La sixième session du Forum social européen (FSE) s'est tenue à Istanbul, du 1er au 4 juillet 2010. Avec 3000 participants, en Turquie nous étions loin des 60 000 participants de Florence (novembre 2002), où même des 20 000 participants des précédentes éditions (Londres, Athènes, Malmö). Il faut préciser que les italiens avaient été très nombreux à Florence, à l'opposé des turques au forum d'Istanbul ; mais cela ne peut cacher une faible participation quelque-soit le pays européen considéré. Toutefois, les militants ont quitté Istanbul avec l'espoir d'un nouvel élan.
L'assemblée finale a appelé à se mobiliser le 29 septembre prochain et autour de cette date, jour où la Confédération européenne des syndicats (CES) organise une euro-manif à Bruxelles et appelle à des actions dans tous les pays de l'Union européenne (manifestations, arrêts de travail...). Il s'agit de franchir une première étape de la mobilisation sociale et citoyenne européenne dont la nécessité est au cœur du processus FSE.
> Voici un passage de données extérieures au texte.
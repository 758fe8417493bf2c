use chrono::{DateTime, Utc};
use oauth2::basic::BasicClient;
use oauth2::reqwest::async_http_client;
use oauth2::{AuthType, AuthUrl, ClientId, ClientSecret, Scope, TokenResponse, TokenUrl};
use tracing::info;

use crate::config::Credentials;
use crate::error::QueryError;

/// Bearer token for the query endpoint.
#[derive(Clone)]
pub struct AccessToken {
    secret: String,
    expires_at: Option<DateTime<Utc>>,
}

impl std::fmt::Debug for AccessToken {
    fn fmt(&self, f: &mut std::fmt::Formatter<'_>) -> std::fmt::Result {
        f.debug_struct("AccessToken")
            .field("secret", &mask_token(&self.secret))
            .field("expires_at", &self.expires_at)
            .finish()
    }
}

impl AccessToken {
    /// Wraps a token obtained outside this process.
    pub fn from_raw(secret: impl Into<String>) -> Self {
        Self {
            secret: secret.into(),
            expires_at: None,
        }
    }

    pub fn secret(&self) -> &str {
        &self.secret
    }

    pub fn expires_at(&self) -> Option<DateTime<Utc>> {
        self.expires_at
    }

    pub fn masked(&self) -> String {
        mask_token(&self.secret)
    }
}

/// Client-credentials grant against the configured authority.
pub async fn acquire_token(credentials: &Credentials) -> Result<AccessToken, QueryError> {
    let auth_url = AuthUrl::new(credentials.authorize_url())
        .map_err(|err| QueryError::Config(format!("invalid authority URL: {err}")))?;
    let token_url = TokenUrl::new(credentials.token_url())
        .map_err(|err| QueryError::Config(format!("invalid token URL: {err}")))?;

    let client = BasicClient::new(
        ClientId::new(credentials.client_id().to_string()),
        Some(ClientSecret::new(credentials.client_secret().to_string())),
        auth_url,
        Some(token_url),
    )
    .set_auth_type(AuthType::RequestBody);

    let response = client
        .exchange_client_credentials()
        .add_scopes(credentials.scopes().iter().cloned().map(Scope::new))
        .request_async(async_http_client)
        .await
        .map_err(|err| QueryError::Auth(describe_token_error(&err)))?;

    let expires_at = response
        .expires_in()
        .and_then(|ttl| chrono::Duration::from_std(ttl).ok())
        .map(|ttl| Utc::now() + ttl);
    info!(
        authority = %credentials.authority_url(),
        expires_at = ?expires_at,
        "access token acquired"
    );

    Ok(AccessToken {
        secret: response.access_token().secret().clone(),
        expires_at,
    })
}

fn describe_token_error<RE, T>(err: &oauth2::RequestTokenError<RE, T>) -> String
where
    RE: std::error::Error + 'static,
    T: oauth2::ErrorResponse + std::fmt::Display + 'static,
{
    match err {
        oauth2::RequestTokenError::ServerResponse(response) => response.to_string(),
        oauth2::RequestTokenError::Request(inner) => format!("request failed: {inner}"),
        oauth2::RequestTokenError::Parse(inner, _) => format!("unreadable token response: {inner}"),
        oauth2::RequestTokenError::Other(message) => message.clone(),
    }
}

pub fn mask_token(token: &str) -> String {
    let chars: Vec<char> = token.chars().collect();
    if chars.len() <= 8 {
        return "***".to_string();
    }
    let head: String = chars[..4].iter().collect();
    let tail: String = chars[chars.len() - 4..].iter().collect();
    format!("{head}...{tail}")
}

#[cfg(test)]
mod tests {
    use super::*;
    use crate::config::DEFAULT_SCOPE;
    use crate::transport::tests::serve_once;

    #[test]
    fn test_mask_token_long() {
        assert_eq!(mask_token("eyJ0eXAiOiJKV1QiLCJhbGciOi"), "eyJ0...ciOi");
    }

    #[test]
    fn test_mask_token_short() {
        assert_eq!(mask_token("short"), "***");
        assert_eq!(mask_token("12345678"), "***");
    }

    #[test]
    fn test_mask_token_non_ascii() {
        assert_eq!(mask_token("jéton-sécurisé-àbc"), "jéto...-àbc");
        assert_eq!(mask_token("ééééééééé"), "éééé...éééé");
        let token = AccessToken::from_raw("ключ-доступа-123");
        assert!(format!("{token:?}").contains("ключ...-123"));
    }

    #[test]
    fn debug_output_never_contains_secret() {
        let token = AccessToken::from_raw("super-secret-token-value");
        let rendered = format!("{token:?}");
        assert!(!rendered.contains("super-secret-token-value"));
        assert!(rendered.contains("supe...alue"));
        assert_eq!(token.secret(), "super-secret-token-value");
        assert_eq!(token.expires_at(), None);
    }

    #[tokio::test]
    async fn client_credentials_grant_returns_token() {
        let body = r#"{"token_type":"Bearer","expires_in":3599,"access_token":"issued-token-123"}"#;
        let (base, server) = serve_once("200 OK", body.to_string()).await;
        let credentials =
            Credentials::new("tenant-1", "client-1", "secret-1", vec![DEFAULT_SCOPE.into()])
                .unwrap()
                .with_authority_host(&base);

        let token = acquire_token(&credentials).await.unwrap();
        assert_eq!(token.secret(), "issued-token-123");
        assert!(token.expires_at().unwrap() > Utc::now());

        let request = server.await.unwrap();
        assert!(request.starts_with("POST /tenant-1/oauth2/v2.0/token"));
    }

    #[tokio::test]
    async fn rejected_grant_is_an_auth_error() {
        let body = r#"{"error":"invalid_client","error_description":"AADSTS7000215: Invalid client secret provided."}"#;
        let (base, server) = serve_once("401 Unauthorized", body.to_string()).await;
        let credentials =
            Credentials::new("tenant-1", "client-1", "wrong", vec![DEFAULT_SCOPE.into()])
                .unwrap()
                .with_authority_host(&base);

        let err = acquire_token(&credentials).await.unwrap_err();
        assert!(matches!(err, QueryError::Auth(_)));
        assert!(err.to_string().contains("invalid_client"));
        server.await.unwrap();
    }
}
Les séminaires (plus de 200 répartis sur trois jours) ont notamment porté sur la crise financière, économique et sociale en Europe, sur les plans d'austérité, sur les services publics et les privatisations, sur les droits sociaux, l'éducation, les droits de la femme (le forum a été précédé d'une journée organisée par la Marche mondiale des femmes, le 30 juin), sur la Palestine, les questions de guerre et paix... Ils ont permis des échanges sur la situation dans les différents pays européens, et des débats sur les analyses et les propositions.
L'environnement n'a occupé qu'une place relativement secondaire et la présence d'organisations environnementalistes était très réduite, d'ailleurs celles-ci ne sont pas citées dans la déclaration de l'assemblée finale. Aussi un séminaire a porté sur les liens entre les crises environnementale et sociale, mais il s'est pour l'essentiel tenu entre syndicalistes, lesquels étaient seuls à la tribune.
Les questions internationales en générale et celle des échanges internationaux plus particulièrement ont été aussi des parents pauvres du forum. Ainsi le libre-échange (qui se heurte à l'intervention des Etats les plus puissants, lesquels dans un même temps en sont le moteur) et les entreprises multinationales ont été les grands absents du séminaire sur les crises environnementales et sociales. Toutefois lors de ce séminaire certains syndicalistes ont indirectement montré l'impasse dans laquelle le libre-échange nous mène, mais sans jamais remettre en question celui-ci, ni même le nommer.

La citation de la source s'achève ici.